The newspaper “The Hill” reports that last year, according to federal

lobbying disclosure forms, the nation‘s big health insurance companies and

their trade groups spent just about $38 million only on lobbying expenses -

CIGNA and Aetna ramping up spending from 2008 by 23 percent and 40 percent respectively.  And, of course, the total health sector figure in all venues and forms could easily be 10 times that or who knows—maybe even more.

           

Presidential advisers yesterday said health care reform is not dead.  Valerie Jarrett referring to internal discussions, quote, “to see what the climate is, what‘s the art of the possible,” discussing a possible cooling off period.  The White House press secretary, Mr. Gibbs, said talks are under way to determine whether and when Democrats can pass reform but it was Obama‘s former campaign manager, David Plouffe, now returning to the Obama political shop, who wrote in “The Washington Post,” simply, quote, “pass a meaningful health insurance reform package without delay.”

Let‘s bring in Ezra Klein, who covers economic and domestic policy for “The Washington Post.”

Great thanks for your time, again, tonight, Ezra.

EZRA KLEIN, THE WASHINGTON POST:  Good evening, Keith.

OLBERMANN:  Let me start, again, with you with this breaking news, the idea and it mainlines into your area of expertise, the idea that the president is going to try to—at least appear to—work on the budget deficit by freezing an area encompassing $477 billion worth of domestic spending during the State of the Union address night after tomorrow.

Is this—has this been, in fact, in the works for a while?  And do we have any idea what he‘s talking about?

KLEIN:  Sure.  We have seen leaks for a little bit now.  I didn‘t actually expect him to go here.

You got to keep your eye on two different balls here.  Number one,

they are going to propose specific cuts, that is to say some programs will

go up—think education here, maybe community health centers—and others

will go down.  So, it isn‘t an across-the-board freeze.  It‘s going to be -

some things go down and some things go up, and the net result is that there‘s no increase.

           

Now, number two, the most people I‘ve spoken to about this—they expect those specific tax cuts should look OK.  What happens is then they get to Congress and then somebody says, you know, we can‘t do without a dollar less in agricultural spending, agricultural subsidies.  And so, they need to restore that cut.  And so, they take that money out of, say, an increase in education.

So, you may see a budget come out that looks pretty good, but because what people really hear there is “freeze” rather than looking at exactly what composes the freeze, the question is: what Congress does with it when they get it.

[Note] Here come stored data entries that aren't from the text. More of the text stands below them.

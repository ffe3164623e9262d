use async_trait::async_trait;
use log::{debug, info};
use russh::client;
use russh::Disconnect;
use std::net::SocketAddr;

use super::error::TransportError;
use super::sftp::{connect_ssh, ClientHandler};
use super::transport::{ChannelOpener, TunnelStream};
use crate::config::RemoteConfig;

/// Direct-tcpip channel opener over one dedicated SSH session.
pub struct SshChannelOpener {
    handle: client::Handle<ClientHandler>,
    host_key: String,
}

impl SshChannelOpener {
    pub async fn connect(remote: &RemoteConfig) -> Result<Self, TransportError> {
        let handle = connect_ssh(remote).await?;
        Ok(Self {
            handle,
            host_key: format!("{}@{}:{}", remote.username, remote.host, remote.port),
        })
    }
}

#[async_trait]
impl ChannelOpener for SshChannelOpener {
    fn host_key(&self) -> String {
        self.host_key.clone()
    }

    async fn open_direct(
        &self,
        host: &str,
        port: u16,
        originator: SocketAddr,
    ) -> Result<Box<dyn TunnelStream>, TransportError> {
        let channel = self
            .handle
            .channel_open_direct_tcpip(
                host,
                port as u32,
                originator.ip().to_string(),
                originator.port() as u32,
            )
            .await?;
        debug!("Opened direct channel to {}:{} for {}", host, port, originator);
        Ok(Box::new(Box::pin(channel.into_stream())))
    }

    async fn close(&self) {
        if let Err(e) = self
            .handle
            .disconnect(Disconnect::ByApplication, "", "English")
            .await
        {
            debug!("SSH disconnect failed: {}", e);
        }
        info!("Tunnel SSH session to {} closed", self.host_key);
    }
}
use crate::constants::SYSTEM_TYPE;
use crate::helpers::{reply, ControlWriter};
use log::debug;

/// Handles the SYST (System) FTP command.
pub async fn handle_syst_command(writer: ControlWriter) -> Result<(), std::io::Error> {
    debug!("Responding to SYST command with system type.");
    reply(&writer, 215, SYSTEM_TYPE).await
}
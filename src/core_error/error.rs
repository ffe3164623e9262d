// Error taxonomy of the FTP gateway
use thiserror::Error;

use crate::core_transport::TransportError;

#[derive(Error, Debug)]
pub enum GatewayError {
    #[error("Remote transport error: {0}")]
    Transport(#[from] TransportError),

    #[error("No connection slot available for {0}")]
    AdmissionTimeout(String),

    #[error("No data connection established within timeout")]
    NoDataConnection,

    #[error("Data connection mode not negotiated")]
    NoDataMode,

    #[error("Cannot open data connection: {0}")]
    DataConnection(String),

    #[error("Local IO error: {0}")]
    Io(#[from] std::io::Error),

    #[error("Transfer cancelled")]
    Cancelled,
}

impl GatewayError {
    /// Maps the failure to the reply sent on the control connection.
    pub fn to_ftp_response(&self) -> String {
        match self {
            GatewayError::Transport(TransportError::NotFound(_)) => {
                "550 File not found".to_string()
            }
            GatewayError::Transport(TransportError::PermissionDenied(_)) => {
                "550 Permission denied".to_string()
            }
            GatewayError::Transport(TransportError::Remote(msg)) => {
                format!("550 Requested action not taken: {}", msg)
            }
            GatewayError::Transport(_) => {
                "421 Service not available, remote host unreachable".to_string()
            }
            GatewayError::AdmissionTimeout(_) => {
                "421 Too many connections to remote host, try again later".to_string()
            }
            GatewayError::NoDataConnection => {
                "425 No data connection established within timeout".to_string()
            }
            GatewayError::NoDataMode => "425 Use PORT or PASV first".to_string(),
            GatewayError::DataConnection(_) => "425 Cannot open data connection".to_string(),
            GatewayError::Io(_) => {
                "451 Requested action aborted. Local error in processing.".to_string()
            }
            GatewayError::Cancelled => "426 Connection closed; transfer aborted".to_string(),
        }
    }

    /// Whether the remote transport involved must be discarded instead of pooled.
    pub fn is_fatal_to_transport(&self) -> bool {
        matches!(self, GatewayError::Transport(err) if err.is_fatal())
    }
}
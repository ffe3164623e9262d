//! Local FTP gateway to SFTP servers, plus SSH tunnels exposing remote TCP
//! endpoints on local ports.

pub mod config;
pub mod constants;
pub mod core_cli;
pub mod core_error;
pub mod core_ftpcommand;
pub mod core_network;
pub mod core_pool;
pub mod core_transfer;
pub mod core_transport;
pub mod core_tunnel;
pub mod helpers;
pub mod server;
pub mod session;
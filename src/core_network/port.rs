use crate::core_network::network::GatewayContext;
use crate::helpers::{reply, ControlWriter};
use crate::session::Session;
use log::{info, warn};
use std::net::{Ipv4Addr, SocketAddr};
use std::sync::Arc;
use tokio::sync::Mutex;

/// Parses `h1,h2,h3,h4,p1,p2` into the client's data address.
pub fn parse_port_argument(arg: &str) -> Option<SocketAddr> {
    let parts: Vec<u8> = arg
        .trim()
        .split(',')
        .map(|x| x.trim().parse::<u8>())
        .collect::<Result<_, _>>()
        .ok()?;
    if parts.len() != 6 {
        return None;
    }

    let ip = Ipv4Addr::new(parts[0], parts[1], parts[2], parts[3]);
    let port = (parts[4] as u16) << 8 | parts[5] as u16;
    if port == 0 {
        return None;
    }
    Some(SocketAddr::from((ip, port)))
}

/// Handles the PORT (Active Mode) FTP command. No connection is made until
/// the next transfer command.
pub async fn handle_port_command(
    writer: ControlWriter,
    _ctx: Arc<GatewayContext>,
    session: Arc<Mutex<Session>>,
    arg: String,
) -> Result<(), std::io::Error> {
    match parse_port_argument(&arg) {
        Some(addr) => {
            let mut session = session.lock().await;
            session.set_active(addr);
            info!("Session {}: active mode, client data address {}", session.id, addr);
            drop(session);
            reply(&writer, 200, "PORT command successful").await
        }
        None => {
            warn!("Invalid PORT argument: {}", arg);
            reply(&writer, 501, "Invalid PORT command").await
        }
    }
}
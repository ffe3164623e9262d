pub mod data_channel;
pub mod network;
pub mod pasv;
pub mod port;

#[cfg(test)]
mod test_gateway;
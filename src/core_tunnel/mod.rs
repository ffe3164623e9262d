pub mod error;
pub mod registry;
pub mod relay;

pub use error::TunnelError;
pub use registry::{TunnelInfo, TunnelRegistry};
pub use relay::{Tunnel, TunnelStats, TunnelStatsSnapshot};
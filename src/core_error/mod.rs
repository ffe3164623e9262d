pub mod error;

pub use error::GatewayError;
use crate::core_ftpcommand::utils::{acquire_transport, reply_error, reply_transport_error};
use crate::core_network::data_channel::take_pending;
use crate::core_network::network::GatewayContext;
use crate::core_transfer::{spawn_transfer, TransferJob};
use crate::helpers::{format_list_line, reply, resolve_path, ControlWriter};
use crate::session::Session;
use chrono::Utc;
use log::{debug, warn};
use std::sync::Arc;
use tokio::sync::Mutex;

/// Strips leading `ls`-style flags (`-la`) some clients send with LIST. The
/// rest is the path, spaces included.
fn list_target(arg: &str) -> &str {
    let mut rest = arg.trim_start();
    while rest.starts_with('-') {
        let end = rest.find(char::is_whitespace).unwrap_or(rest.len());
        rest = rest[end..].trim_start();
    }
    rest.trim_end()
}

/// Handles the LIST command.
///
/// The listing is fetched and formatted before the 150 reply; the remote
/// transport goes back to the pool before the data connection is used.
///
/// # Arguments
///
/// * `writer` - The shared control connection writer.
/// * `ctx` - The gateway context holding the connection manager.
/// * `session` - The client's session.
/// * `arg` - Optional directory, relative or absolute.
///
/// # Returns
///
/// Result<(), std::io::Error> indicating the success or failure of the operation.
pub async fn handle_list_command(
    writer: ControlWriter,
    ctx: Arc<GatewayContext>,
    session: Arc<Mutex<Session>>,
    arg: String,
) -> Result<(), std::io::Error> {
    let (path, pending) = {
        let mut session = session.lock().await;
        let path = resolve_path(&session.current_dir, list_target(&arg));
        match take_pending(&mut session) {
            Ok(pending) => (path, pending),
            Err(e) => {
                drop(session);
                return reply_error(&writer, &e).await;
            }
        }
    };

    let Some(mut lease) = acquire_transport(&writer, &ctx).await? else {
        return Ok(());
    };
    let result = lease.list_directory(&path).await;
    let entries = match result {
        Ok(entries) => entries,
        Err(e) => {
            warn!("Failed to list directory {}: {}", path, e);
            return reply_transport_error(&writer, &mut lease, e).await;
        }
    };
    drop(lease);

    let now = Utc::now();
    let lines: Vec<String> = entries
        .iter()
        .map(|entry| format_list_line(entry, now))
        .collect();
    debug!("Listing {} ({} entries)", path, lines.len());

    reply(&writer, 150, "Opening data connection for directory listing").await?;
    let mut session = session.lock().await;
    spawn_transfer(
        writer.clone(),
        ctx,
        &mut session,
        pending,
        TransferJob::Listing { lines },
    );
    Ok(())
}
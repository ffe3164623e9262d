use crate::core_transport::TransportError;
use std::io;
use thiserror::Error;

#[derive(Error, Debug)]
pub enum TunnelError {
    #[error("Failed to bind tunnel listener on port {port}: {source}")]
    Bind {
        port: u16,
        #[source]
        source: io::Error,
    },

    #[error("Failed to open channel to {target}: {source}")]
    Channel {
        target: String,
        #[source]
        source: TransportError,
    },

    #[error("No free connection slot for {0}")]
    AdmissionTimeout(String),

    #[error("Tunnel is stopping")]
    Stopped,

    #[error("IO error: {0}")]
    Io(#[from] io::Error),
}
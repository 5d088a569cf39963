use sdk_models::ProjectConfig;
use std::collections::BTreeSet;

#[derive(Debug, Clone, Copy, PartialEq, Eq)]
pub enum Selection {
    Selected,
    /// No `--project` prefix matches the project name.
    NotInPatterns,
    /// The project's swagger is not part of the initial PR.
    NotInPr,
}

/// Which projects of the SDK configuration a run generates.
#[derive(Debug, Clone, Default)]
pub struct ProjectFilter {
    patterns: Vec<String>,
    pr_files: Option<BTreeSet<String>>,
}

impl ProjectFilter {
    /// Empty `patterns` selects every project. `pr_files` is set when the run
    /// was triggered by a REST API PR.
    pub fn new(patterns: Vec<String>, pr_files: Option<BTreeSet<String>>) -> Self {
        Self { patterns, pr_files }
    }

    pub fn select(&self, name: &str, project: &ProjectConfig) -> Selection {
        if !self.patterns.is_empty() && !self.patterns.iter().any(|p| name.starts_with(p.as_str())) {
            return Selection::NotInPatterns;
        }
        match &self.pr_files {
            Some(files) if !files.contains(&project.swagger) => Selection::NotInPr,
            _ => Selection::Selected,
        }
    }
}
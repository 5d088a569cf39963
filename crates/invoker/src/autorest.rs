use sdk_models::SdkError;
use std::path::Path;
use std::process::Stdio;
use tokio::process::Command;
use tracing::{error, info, instrument};

/// Command line of one AutoRest run.
#[derive(Debug, Clone, PartialEq, Eq)]
pub struct AutorestCommand {
    pub program: String,
    pub args: Vec<String>,
}

impl AutorestCommand {
    /// `[mono] <exe> -i <swagger> -o <output> <options...>`
    pub fn new(
        executable: &Path,
        use_mono: bool,
        swagger_file: &Path,
        output_dir: &Path,
        options: Vec<String>,
    ) -> Self {
        let executable = executable.display().to_string();
        let (program, mut args) = if use_mono {
            ("mono".to_string(), vec![executable])
        } else {
            (executable, Vec::new())
        };
        args.push("-i".to_string());
        args.push(swagger_file.display().to_string());
        args.push("-o".to_string());
        args.push(output_dir.display().to_string());
        args.extend(options);
        Self { program, args }
    }

    pub fn command_line(&self) -> String {
        std::iter::once(self.program.as_str())
            .chain(self.args.iter().map(String::as_str))
            .collect::<Vec<_>>()
            .join(" ")
    }
}

/// Run AutoRest and return its combined output.
#[instrument(skip(command), fields(program = %command.program))]
pub async fn generate_code(command: &AutorestCommand) -> Result<String, SdkError> {
    info!("Autorest cmd line:\n{}", command.command_line());

    let output = Command::new(&command.program)
        .args(&command.args)
        .stdout(Stdio::piped())
        .stderr(Stdio::piped())
        .output()
        .await
        .map_err(|e| {
            error!("Unable to start Autorest: {}", e);
            SdkError::AutorestFailed {
                status: -1,
                output: e.to_string(),
            }
        })?;

    let mut combined = String::from_utf8_lossy(&output.stdout).into_owned();
    combined.push_str(&String::from_utf8_lossy(&output.stderr));

    if !output.status.success() {
        let status = output.status.code().unwrap_or(-1);
        error!("Autorest exited with {}", status);
        error!("{}", combined);
        return Err(SdkError::AutorestFailed {
            status,
            output: combined,
        });
    }

    info!("{}", combined);
    Ok(combined)
}
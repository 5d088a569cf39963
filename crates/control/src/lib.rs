pub mod branch;
pub mod composite;
pub mod glob;
pub mod initial_pr;
pub mod pipeline;
pub mod publish;
pub mod selection;
pub mod update;
pub mod workspace;

pub use branch::*;
pub use composite::*;
pub use initial_pr::*;
pub use pipeline::*;
pub use publish::*;
pub use selection::*;
pub use update::*;
pub use workspace::*;
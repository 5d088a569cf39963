use async_trait::async_trait;
use bollard::container::{
    Config, CreateContainerOptions, LogOutput, LogsOptions, RemoveContainerOptions,
    StartContainerOptions, WaitContainerOptions,
};
use bollard::Docker;
use futures_util::StreamExt;
use sdk_models::{ImageConfig, ImageSpec, SdkError};
use std::sync::Arc;
use tracing::{error, info, instrument, warn};

#[derive(Clone, Debug, PartialEq, Eq)]
pub struct RunSpec {
    pub image: String,
    pub name: String,
    /// Appended to the image entrypoint. Empty keeps the image default.
    pub args: Vec<String>,
}

#[async_trait]
pub trait ContainerLauncher: Send + Sync + 'static {
    async fn create(&self, spec: RunSpec) -> anyhow::Result<String>; // returns container_id
    async fn start(&self, container_id: &str) -> anyhow::Result<()>;
    async fn wait(&self, container_id: &str) -> anyhow::Result<i64>; // returns exit code
    async fn logs(&self, container_id: &str) -> anyhow::Result<String>;
    async fn remove(&self, container_id: &str, force: bool) -> anyhow::Result<()>;
    async fn inspect_image(&self, image: &str) -> anyhow::Result<ImageConfig>;
}

pub struct DockerLauncher {
    docker: Docker,
}

impl DockerLauncher {
    pub fn connect() -> Result<Self, SdkError> {
        let docker = Docker::connect_with_socket_defaults().map_err(|e| SdkError::DockerError {
            message: e.to_string(),
        })?;
        Ok(Self { docker })
    }
}

#[async_trait]
impl ContainerLauncher for DockerLauncher {
    async fn create(&self, spec: RunSpec) -> anyhow::Result<String> {
        let config = Config {
            image: Some(spec.image),
            cmd: if spec.args.is_empty() {
                None
            } else {
                Some(spec.args)
            },
            attach_stdout: Some(true),
            attach_stderr: Some(true),
            ..Default::default()
        };
        let options = CreateContainerOptions {
            name: spec.name,
            ..Default::default()
        };
        let response = self.docker.create_container(Some(options), config).await?;
        Ok(response.id)
    }

    async fn start(&self, container_id: &str) -> anyhow::Result<()> {
        self.docker
            .start_container(container_id, None::<StartContainerOptions<String>>)
            .await?;
        Ok(())
    }

    async fn wait(&self, container_id: &str) -> anyhow::Result<i64> {
        let options = WaitContainerOptions {
            condition: "not-running",
        };
        let mut stream = self.docker.wait_container(container_id, Some(options));
        match stream.next().await {
            Some(Ok(response)) => Ok(response.status_code),
            // Non-zero exits are reported as errors by the daemon client
            Some(Err(bollard::errors::Error::DockerContainerWaitError { code, .. })) => Ok(code),
            Some(Err(e)) => Err(e.into()),
            None => anyhow::bail!("wait stream for {} ended without a status", container_id),
        }
    }

    async fn logs(&self, container_id: &str) -> anyhow::Result<String> {
        let options = LogsOptions::<String> {
            stdout: true,
            stderr: true,
            ..Default::default()
        };

        let mut stream = self.docker.logs(container_id, Some(options));
        let mut logs = String::new();
        while let Some(log) = stream.next().await {
            match log {
                Ok(LogOutput::StdOut { message })
                | Ok(LogOutput::StdErr { message })
                | Ok(LogOutput::Console { message }) => {
                    logs.push_str(&String::from_utf8_lossy(&message));
                }
                Ok(LogOutput::StdIn { .. }) => {}
                Err(e) => {
                    error!("Error reading container logs: {}", e);
                    break;
                }
            }
        }
        Ok(logs)
    }

    async fn remove(&self, container_id: &str, force: bool) -> anyhow::Result<()> {
        let options = RemoveContainerOptions {
            force,
            ..Default::default()
        };
        self.docker
            .remove_container(container_id, Some(options))
            .await?;
        Ok(())
    }

    async fn inspect_image(&self, image: &str) -> anyhow::Result<ImageConfig> {
        let inspect = self.docker.inspect_image(image).await?;
        let config = inspect.config.unwrap_or_default();
        Ok(ImageConfig {
            entrypoint: config.entrypoint.unwrap_or_default(),
            cmd: config.cmd.unwrap_or_default(),
            env: config.env.unwrap_or_default(),
            working_dir: config.working_dir.filter(|dir| !dir.is_empty()),
        })
    }
}

#[derive(Debug, Clone, PartialEq, Eq)]
pub struct ContainerRun {
    pub container_id: String,
    pub exit_code: i64,
    pub logs: String,
}

pub struct ContainerInvoker {
    launcher: Arc<dyn ContainerLauncher>,
    name_prefix: String,
}

impl ContainerInvoker {
    pub fn new(launcher: Arc<dyn ContainerLauncher>, name_prefix: impl Into<String>) -> Self {
        Self {
            launcher,
            name_prefix: name_prefix.into(),
        }
    }

    /// Run `image` once with `args` appended to its entrypoint and return the
    /// container's exit code unchanged.
    #[instrument(skip(self))]
    pub async fn run(&self, image: &str, args: &[String]) -> Result<ContainerRun, SdkError> {
        let spec = RunSpec {
            image: image.to_string(),
            name: format!("{}-{}", self.name_prefix, uuid::Uuid::new_v4()),
            args: args.to_vec(),
        };
        let name = spec.name.clone();

        let container_id = self.launcher.create(spec).await.map_err(docker_error)?;
        info!("Created container: {} with ID: {}", name, container_id);

        if let Err(e) = self.launcher.start(&container_id).await {
            // Entrypoint missing or not executable
            error!("Failed to start container {}: {}", container_id, e);
            self.cleanup(&container_id).await;
            return Err(SdkError::DockerError {
                message: format!("failed to launch entrypoint: {e}"),
            });
        }

        let waited = self.launcher.wait(&container_id).await;
        let logs = match self.launcher.logs(&container_id).await {
            Ok(logs) => logs,
            Err(e) => {
                warn!("Unable to read logs of {}: {}", container_id, e);
                String::new()
            }
        };
        self.cleanup(&container_id).await;

        let exit_code = waited.map_err(docker_error)?;
        info!("Container {} exited with {}", container_id, exit_code);
        Ok(ContainerRun {
            container_id,
            exit_code,
            logs,
        })
    }

    pub async fn inspect(&self, image: &str) -> Result<ImageConfig, SdkError> {
        self.launcher.inspect_image(image).await.map_err(docker_error)
    }

    /// Read back the image configuration and check it against `spec`.
    pub async fn verify(&self, image: &str, spec: &ImageSpec) -> Result<ImageConfig, SdkError> {
        let config = self.inspect(image).await?;
        config.verify(spec)?;
        Ok(config)
    }

    async fn cleanup(&self, container_id: &str) {
        if let Err(e) = self.launcher.remove(container_id, true).await {
            warn!("Failed to remove container {}: {}", container_id, e);
        }
    }
}

fn docker_error(e: anyhow::Error) -> SdkError {
    SdkError::DockerError {
        message: e.to_string(),
    }
}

OLBERMANN:  So, the political reaction to this, I would assume, would be those people who have been upset with the—with the supposed run away spending in a time of financial crisis would react favorably to the word “freeze” without thinking it through too far, and people who would say, “Well, why are you freezing domestic spending, why not freeze the Pentagon” -- might be displeased by it because they haven‘t thought through it the way you just described it.

KLEIN:  Well, and I think I would be even more pessimistic than you there.  I doubt that anybody who thinks this administration is engaged in run-away spending is going to give them too much credit on this, particularly as Democrats are going to have to also go forward simultaneously with a jobs bill that they‘re actually meeting as a caucus to discuss tomorrow, and that bill will include more spending.

So, it‘s a—it‘s going to be a little bit of a tricky—of a tricky tight rope for the White House to walk here.  And, you know, I mean, again, I worry very much about what happens when, you know, these budget cuts hit Congress, because a lot of the programs that you would say are unnecessary, the reason they‘re there is because they have powerful constituencies, and a lot of the ones you wouldn‘t want to get cut, they don‘t.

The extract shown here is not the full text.